Now, here is how this question presented itself to me. My inquisitive mind said “compare the prioritisation of greenery in a suburban area to an urban one” - so I did. When comparing Highams Park: a ‘suburban Liveable Neighbourhood’ consultation and a Brixton ‘liveable neighbourhood’ consultation, prioritisation of green space and trees differ vastly. 32% of Highams Park respondents prioritised more plants and trees. Conversely, only 3% of Brixton respondents opted for more trees and green space. One might assume that urban residents would want more trees and green space! But of course, they prioritised reducing traffic and improving air quality instead. The irony is that more trees would improve air quality - trees are part of the solution. But at a time when the amount of visits to parks in towns and cities is increasing (7% from 2014 to 2015/16) (2), it is important to question why people don’t prioritise greenery and air quality more highly in inner cities?
It makes perfect sense that Brixton residents would prefer traffic was reduced before more trees are planted. As a local resident, I can imagine it would immediately and more drastically improve my quality of life than the addition of a few trees. Ideally, less traffic and more trees would have equal status as part of a ‘Liveable Neighbourhood’ Scheme, and kill two birds with one stone in terms of air quality - improving the health of all of us city dwellers. However, as we all know, it can be a complex process to reduce traffic.

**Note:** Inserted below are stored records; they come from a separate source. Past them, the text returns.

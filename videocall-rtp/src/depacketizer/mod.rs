/*
 * Copyright 2025 Security Union LLC
 *
 * Licensed under either of
 *
 * * Apache License, Version 2.0
 *   (http://www.apache.org/licenses/LICENSE-2.0)
 * * MIT license
 *   (http://opensource.org/licenses/MIT)
 *
 * at your option.
 *
 * Unless you explicitly state otherwise, any contribution intentionally
 * submitted for inclusion in the work by you, as defined in the Apache-2.0
 * license, shall be dual licensed as above, without any additional terms or
 * conditions.
 */

//! Codec specific RTP payload parsing.
//!
//! A [`Depacketizer`] turns one RTP payload into video metadata plus the
//! bytes that go into the frame, and later concatenates the payloads of a
//! complete frame into a decodable bitstream.

pub mod av1;
pub mod generic;
pub mod h264;
pub mod h265;
pub mod raw;
pub mod vp8;
pub mod vp9;

use crate::error::Result;
use crate::video_header::{VideoCodec, VideoHeader};

/// Result of parsing a single RTP payload.
#[derive(Debug, Clone, PartialEq, Eq)]
pub struct ParsedPayload {
    pub video_header: VideoHeader,
    /// Bytes stored in the packet buffer for this packet.
    pub payload: Vec<u8>,
}

pub trait Depacketizer: Send {
    fn parse(&self, rtp_payload: &[u8]) -> Result<ParsedPayload>;

    /// Builds the frame bitstream from the payloads of its packets, in order.
    fn assemble_frame(&self, payloads: &[&[u8]]) -> Result<Vec<u8>> {
        Ok(payloads.concat())
    }
}

/// The depacketizer of one codec, selected once and owned by the assembler.
#[derive(Debug, Clone, Copy)]
pub enum CodecDepacketizer {
    Raw(raw::RawDepacketizer),
    Generic(generic::GenericDepacketizer),
    Vp8(vp8::Vp8Depacketizer),
    Vp9(vp9::Vp9Depacketizer),
    Av1(av1::Av1Depacketizer),
    H264(h264::H264Depacketizer),
    H265(h265::H265Depacketizer),
}

impl CodecDepacketizer {
    pub fn new(codec: VideoCodec) -> Self {
        match codec {
            VideoCodec::Raw => Self::Raw(raw::RawDepacketizer),
            VideoCodec::Generic => Self::Generic(generic::GenericDepacketizer),
            VideoCodec::Vp8 => Self::Vp8(vp8::Vp8Depacketizer),
            VideoCodec::Vp9 => Self::Vp9(vp9::Vp9Depacketizer),
            VideoCodec::Av1 => Self::Av1(av1::Av1Depacketizer),
            VideoCodec::H264 => Self::H264(h264::H264Depacketizer),
            VideoCodec::H265 => Self::H265(h265::H265Depacketizer),
        }
    }

    fn inner(&self) -> &dyn Depacketizer {
        match self {
            Self::Raw(d) => d,
            Self::Generic(d) => d,
            Self::Vp8(d) => d,
            Self::Vp9(d) => d,
            Self::Av1(d) => d,
            Self::H264(d) => d,
            Self::H265(d) => d,
        }
    }
}

impl Depacketizer for CodecDepacketizer {
    fn parse(&self, rtp_payload: &[u8]) -> Result<ParsedPayload> {
        self.inner().parse(rtp_payload)
    }

    fn assemble_frame(&self, payloads: &[&[u8]]) -> Result<Vec<u8>> {
        self.inner().assemble_frame(payloads)
    }
}

#[cfg(test)]
mod tests {
    use super::*;

    #[test]
    fn test_default_assembly_concatenates_payloads() {
        let depacketizer = CodecDepacketizer::new(VideoCodec::Raw);
        let frame = depacketizer
            .assemble_frame(&[&[1, 2][..], &[3][..], &[][..]])
            .unwrap();
        assert_eq!(frame, vec![1, 2, 3]);
    }

    #[test]
    fn test_assembly_is_dispatched_to_codec() {
        let depacketizer = CodecDepacketizer::new(VideoCodec::H264);
        let frame = depacketizer.assemble_frame(&[&[0x41, 0x01][..]]).unwrap();
        assert_eq!(frame, vec![0, 0, 0, 1, 0x41, 0x01]);
    }

    #[test]
    fn test_factory_sets_codec() {
        for codec in [VideoCodec::Raw, VideoCodec::Generic, VideoCodec::Vp9] {
            let depacketizer = CodecDepacketizer::new(codec);
            let parsed = depacketizer.parse(&[0x00, 0xaa]).unwrap();
            assert_eq!(parsed.video_header.codec, codec);
        }
    }
}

But do you know what is fairly simple? Planting trees! Well in theory at least. It actually turns out that most of London’s ground is compacted and airless meaning that 50% of urban trees don’t make it to 10 years old.
There is, however, hope; and there are success stories to tell. According to the Telegraph, getting local communities involved as much as possible gives trees the highest chance of reaching a ripe old age. The London Borough of Hackney’s “Tree Champions” scheme has worked wonders to encourage locals and transform the borough into quite an arboretum (3). At Commonplace we are fully aware that giving people the power when it comes to local issues is essential to drive positive change. But if people are not asking for trees where they are most needed, then it is less likely local authorities will plant them.
I strongly hope that with environmental concerns being at the forefront of our minds, and with politicians responding to this, urban greening will get the urgency it deserves. The problem is, most people like trees, but do not say ‘I need them!’. I do not know how public opinion can be swayed overnight, but if you have read this far, all I can say is tell someone how important trees are, and ask for more in your next Commonplace local conversation.
As the old Chinese proverb says: “The best time to plant a tree was 20 years ago. The next best time is now”.